After we finish our meals, none of the staff urge us to leave, so we lounge on the chairs for forty five minutes or so more. Once we descend the stairs to the promenade, Alazne intertwines her fingers with mine.
“My love, I know it has been a taxing day, but I’m sure I would regret having travelled this close to an aquarium and then leaving without exploring it. Could we…? I mean, if you want.”
I stop and turn to hug my girlfriend tightly. When she reacts, she lets out a noise of satisfaction and buries her face in my neck while she hugs me back.
“Of course, Alazne,” I say. “Aquariums are always fun.”
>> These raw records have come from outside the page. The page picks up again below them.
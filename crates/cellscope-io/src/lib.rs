pub mod backends;
pub mod error;
pub mod traits;

#[cfg(feature = "calamine")]
pub use backends::XlsxWorkbook;
pub use backends::MemoryWorkbook;
pub use error::IoError;
pub use traits::{CellSnapshot, WorkbookReader};

// Re-export for convenience
pub use cellscope_common::{CellValue, Coord};
//! Cell values as read from a workbook.
//!
//! Only what an accessor can hand back; the engine never computes values.

use core::fmt;

#[cfg(feature = "serde")]
use serde::{Deserialize, Serialize};

/// Value stored in (or cached for) a workbook cell.
#[cfg_attr(feature = "serde", derive(Serialize, Deserialize))]
#[derive(Clone, Debug, PartialEq)]
pub enum CellValue {
    Int(i64),
    Number(f64),
    Text(String),
    Boolean(bool),
    /// An Excel error code carried through verbatim (`#DIV/0!`, `#REF!`, …).
    Error(String),
    Empty,
}

impl CellValue {
    /// Numeric coercion used for dependency-node values. Text and errors do
    /// not coerce; booleans follow Excel's 0/1 convention.
    pub fn as_number(&self) -> Option<f64> {
        match self {
            CellValue::Int(i) => Some(*i as f64),
            CellValue::Number(n) => Some(*n),
            CellValue::Boolean(b) => Some(if *b { 1.0 } else { 0.0 }),
            CellValue::Text(_) | CellValue::Error(_) | CellValue::Empty => None,
        }
    }

    pub fn is_empty(&self) -> bool {
        matches!(self, CellValue::Empty)
    }

    /// Text used when a cell value feeds a display label.
    pub fn label_text(&self) -> Option<String> {
        match self {
            CellValue::Text(s) if !s.trim().is_empty() => Some(s.trim().to_string()),
            CellValue::Int(_) | CellValue::Number(_) | CellValue::Boolean(_) => {
                Some(self.to_string())
            }
            _ => None,
        }
    }
}

impl fmt::Display for CellValue {
    fn fmt(&self, f: &mut fmt::Formatter<'_>) -> fmt::Result {
        match self {
            CellValue::Int(i) => write!(f, "{i}"),
            CellValue::Number(n) => write!(f, "{n}"),
            CellValue::Text(s) => write!(f, "{s}"),
            CellValue::Boolean(b) => write!(f, "{}", if *b { "TRUE" } else { "FALSE" }),
            CellValue::Error(e) => write!(f, "{e}"),
            CellValue::Empty => Ok(()),
        }
    }
}
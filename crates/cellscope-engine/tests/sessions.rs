use cellscope_engine::{
    Analyzer, CellValue, Complexity, EngineError, MemoryWorkbook,
};

fn workbook(tag: i64) -> MemoryWorkbook {
    let mut wb = MemoryWorkbook::new();
    wb.set_value("Sheet1", "A1", CellValue::Int(tag));
    wb.set_formula("Sheet1", "B1", "=A1*2", CellValue::Int(tag * 2));
    wb
}

#[test]
fn sessions_are_isolated() {
    let analyzer = Analyzer::new();
    let first = analyzer.open_session(workbook(1)).unwrap();
    let second = analyzer.open_session(workbook(100)).unwrap();
    assert_ne!(first, second);

    let a = analyzer.drill_down(first, "Sheet1", "B1").unwrap();
    let b = analyzer.drill_down(second, "Sheet1", "B1").unwrap();
    assert_eq!(a.dependencies[0].value, Some(1.0));
    assert_eq!(b.dependencies[0].value, Some(100.0));
}

#[test]
fn closed_sessions_reject_further_work() {
    let analyzer = Analyzer::new();
    let session = analyzer.open_session(workbook(1)).unwrap();
    analyzer.close_session(session).unwrap();
    assert!(matches!(
        analyzer.drill_down(session, "Sheet1", "B1"),
        Err(EngineError::SessionNotFound)
    ));
    assert!(matches!(
        analyzer.sheet_names(session),
        Err(EngineError::SessionNotFound)
    ));
}

#[test]
fn sheet_names_come_from_the_open_cache() {
    let analyzer = Analyzer::new();
    let session = analyzer.open_session(workbook(1)).unwrap();
    assert_eq!(analyzer.sheet_names(session).unwrap(), ["Sheet1"]);
    let meta = analyzer.session_meta(session).unwrap();
    assert_eq!(meta.id, session);
}

#[test]
fn parallel_sessions_run_concurrently() {
    let analyzer = Analyzer::new();
    let first = analyzer.open_session(workbook(1)).unwrap();
    let second = analyzer.open_session(workbook(2)).unwrap();

    std::thread::scope(|scope| {
        for _ in 0..4 {
            scope.spawn(|| {
                for _ in 0..50 {
                    let a = analyzer.drill_down(first, "Sheet1", "B1").unwrap();
                    assert_eq!(a.dependencies[0].value, Some(1.0));
                }
            });
            scope.spawn(|| {
                for _ in 0..50 {
                    let b = analyzer.drill_down(second, "Sheet1", "B1").unwrap();
                    assert_eq!(b.dependencies[0].value, Some(2.0));
                }
            });
        }
    });
}

#[test]
fn inspect_reports_complexity_and_flags() {
    let mut wb = workbook(1);
    wb.set_formula(
        "Sheet1",
        "C1",
        "=VLOOKUP(A1,[Ext.xlsx]Data!A1:B9,2)",
        CellValue::Int(0),
    );
    let analyzer = Analyzer::new();
    let session = analyzer.open_session(wb).unwrap();

    let constant = analyzer.inspect(session, "Sheet1", "A1").unwrap();
    assert_eq!(constant.complexity, Complexity::Simple);
    assert!(!constant.can_drill_down);
    assert_eq!(constant.value, Some(1.0));
    assert!(constant.formula.is_none());

    let simple = analyzer.inspect(session, "Sheet1", "B1").unwrap();
    assert!(simple.can_drill_down);
    assert_eq!(simple.formula.as_deref(), Some("=A1*2"));

    let external = analyzer.inspect(session, "Sheet1", "C1").unwrap();
    assert!(external.has_external_refs);
    assert!(!external.can_drill_down, "external refs block drill-down");

    // Absent cell: no data, not an error.
    let absent = analyzer.inspect(session, "Sheet1", "Z99").unwrap();
    assert!(absent.value.is_none());
    assert!(absent.formula.is_none());

    // Lowercase addresses are accepted.
    let lower = analyzer.inspect(session, "Sheet1", "b1").unwrap();
    assert_eq!(lower.address, "B1");
}

#[test]
fn responses_serialize_for_the_transport_layer() {
    let analyzer = Analyzer::new();
    let session = analyzer.open_session(workbook(1)).unwrap();
    let result = analyzer.drill_down(session, "Sheet1", "B1").unwrap();

    let json = serde_json::to_value(&result).unwrap();
    assert_eq!(json["source_cell"], "Sheet1!B1");
    assert_eq!(json["source_value"], 2.0);
    let dep = &json["dependencies"][0];
    assert_eq!(dep["cell_reference"], "Sheet1!A1");
    assert!(dep["path_id"].is_string(), "path ids must survive JSON");
    assert_eq!(dep["name"]["source"], "fallback");
    assert!(dep.get("marker").is_none(), "no marker for plain nodes");
}
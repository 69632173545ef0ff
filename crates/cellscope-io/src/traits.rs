//! The workbook accessor seam.

use cellscope_common::{CellValue, Coord};

/// What a backend hands back for one populated cell: the cached calculated
/// value and the formula text, either of which may be absent.
#[derive(Clone, Debug, PartialEq)]
pub struct CellSnapshot {
    pub value: CellValue,
    pub formula: Option<String>,
}

impl CellSnapshot {
    pub fn from_value(value: CellValue) -> Self {
        CellSnapshot {
            value,
            formula: None,
        }
    }

    pub fn from_formula(formula: impl Into<String>) -> Self {
        CellSnapshot {
            value: CellValue::Empty,
            formula: Some(formula.into()),
        }
    }

    pub fn new(value: CellValue, formula: impl Into<String>) -> Self {
        CellSnapshot {
            value,
            formula: Some(formula.into()),
        }
    }
}

/// Read access to an open workbook.
///
/// Contract: `cell` returns `Ok(None)` for an ordinarily absent cell and
/// errors only for a sheet the workbook does not have or for true I/O
/// failure. Callers take `&mut self` because backends may populate per-sheet
/// caches on first access; serialization of concurrent readers is the
/// caller's concern (one session holds one reader behind one lock).
pub trait WorkbookReader: Send {
    type Error: std::error::Error + Send + Sync + 'static;

    fn sheet_names(&mut self) -> Result<Vec<String>, Self::Error>;

    fn cell(&mut self, sheet: &str, coord: Coord) -> Result<Option<CellSnapshot>, Self::Error>;

    /// (rows, cols) of the used area, `None` for an empty sheet.
    fn sheet_bounds(&mut self, sheet: &str) -> Result<Option<(u32, u32)>, Self::Error>;

    fn cell_exists(&mut self, sheet: &str, coord: Coord) -> Result<bool, Self::Error> {
        Ok(self.cell(sheet, coord)?.is_some())
    }
}
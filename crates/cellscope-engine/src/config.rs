//! Engine tunables.

/// Policy knobs for tree building and auxiliary reads. The defaults match the
/// documented behaviour; everything here is clamped-sane rather than
/// validated.
#[derive(Clone, Copy, Debug)]
pub struct EngineConfig {
    /// Hard ceiling on node depth; nodes at this depth are never expandable.
    pub max_depth: u32,
    /// Ranges covering more cells than this collapse into one summary node.
    pub range_enumeration_cap: u64,
    /// Most entries a `row_values` listing returns.
    pub row_values_cap: usize,
}

impl Default for EngineConfig {
    fn default() -> Self {
        EngineConfig {
            max_depth: 32,
            range_enumeration_cap: 50,
            row_values_cap: 50,
        }
    }
}
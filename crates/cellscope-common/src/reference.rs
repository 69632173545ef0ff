//! Parsed formula references.

use core::fmt;

#[cfg(feature = "serde")]
use serde::{Deserialize, Serialize};

use crate::addr::{sheet_needs_quoting, CellAddr};
use crate::coord::Coord;

/// The shape of a reference: one cell, or an inclusive rectangular range.
#[cfg_attr(feature = "serde", derive(Serialize, Deserialize))]
#[derive(Clone, Copy, Debug, Eq, PartialEq, Hash)]
pub enum RefKind {
    Cell(Coord),
    Range(Coord, Coord),
}

impl RefKind {
    /// Number of cells covered (1 for a single cell).
    pub fn cell_count(self) -> u64 {
        match self {
            RefKind::Cell(_) => 1,
            RefKind::Range(start, end) => {
                let h = (end.row - start.row + 1) as u64;
                let w = (end.col - start.col + 1) as u64;
                h * w
            }
        }
    }
}

/// A reference extracted from a formula, resolved against its home sheet.
///
/// `workbook` is `Some` for external references (`[Book2.xlsx]Sheet!A1`);
/// those are surfaced as drill-down boundaries and never resolved further.
#[cfg_attr(feature = "serde", derive(Serialize, Deserialize))]
#[derive(Clone, Debug, Eq, PartialEq, Hash)]
pub struct CellRef {
    pub sheet: String,
    pub kind: RefKind,
    pub workbook: Option<String>,
    pub cross_sheet: bool,
}

impl CellRef {
    pub fn cell(sheet: impl Into<String>, coord: Coord) -> Self {
        CellRef {
            sheet: sheet.into(),
            kind: RefKind::Cell(coord),
            workbook: None,
            cross_sheet: false,
        }
    }

    pub fn range(sheet: impl Into<String>, start: Coord, end: Coord) -> Self {
        CellRef {
            sheet: sheet.into(),
            kind: RefKind::Range(start, end),
            workbook: None,
            cross_sheet: false,
        }
    }

    pub fn is_external(&self) -> bool {
        self.workbook.is_some()
    }

    pub fn is_range(&self) -> bool {
        matches!(self.kind, RefKind::Range(..))
    }

    /// The address of a single-cell reference, if it is one.
    pub fn addr(&self) -> Option<CellAddr> {
        match self.kind {
            RefKind::Cell(coord) => Some(CellAddr::new(self.sheet.clone(), coord)),
            RefKind::Range(..) => None,
        }
    }
}

impl fmt::Display for CellRef {
    fn fmt(&self, f: &mut fmt::Formatter<'_>) -> fmt::Result {
        let quoted = sheet_needs_quoting(&self.sheet);
        match &self.workbook {
            Some(book) if quoted => write!(f, "'[{book}]{}'!", self.sheet.replace('\'', "''"))?,
            Some(book) => write!(f, "[{book}]{}!", self.sheet)?,
            None if quoted => write!(f, "'{}'!", self.sheet.replace('\'', "''"))?,
            None => write!(f, "{}!", self.sheet)?,
        }
        match self.kind {
            RefKind::Cell(coord) => write!(f, "{coord}"),
            RefKind::Range(start, end) => write!(f, "{start}:{end}"),
        }
    }
}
Inside a tank that a hidden fluorescent light bulb dyes green, some big-eyed, silvery, elongated fishes with glittering backs nibble the purplish flesh of a drowned corpse. In another tank, some white and pink fishes with elongated mouths poke the corpse’s eardrums through the ear canals, and they dig through the decomposing tissues of the body’s vagina and asshole. A few clownfishes slide through the corpse’s floating hair as if it were an anemone. A crab with bulging, bony articulations, its carapace covered in ossified pimples, cuts little pieces of the corpse’s belly with its pincers and brings the morsels to its mouth. An octopus latches on to the corpse’s rotting torso with its suckers, and then with its free arms the cephalopod probes the outline of the corpse’s muscles and bones. A carp swims through the disemboweled abdomen and upwards until it exits the corpse through a hole in its ribcage. A moray eel lunges against the corpse’s face, plunges its teeth into the greyed iris and then yanks the eyeball out. Dead-eyed sharks bite chunks out of the corpse, opening holes from which gush out clouds of coagulated blood. A school of piranhas cover the corpse and gnaw at every centimeter of purplish skin, and they only return to swimming listlessly when the unlinked bones sway outwards then land on the floor of the tank like sunken waste.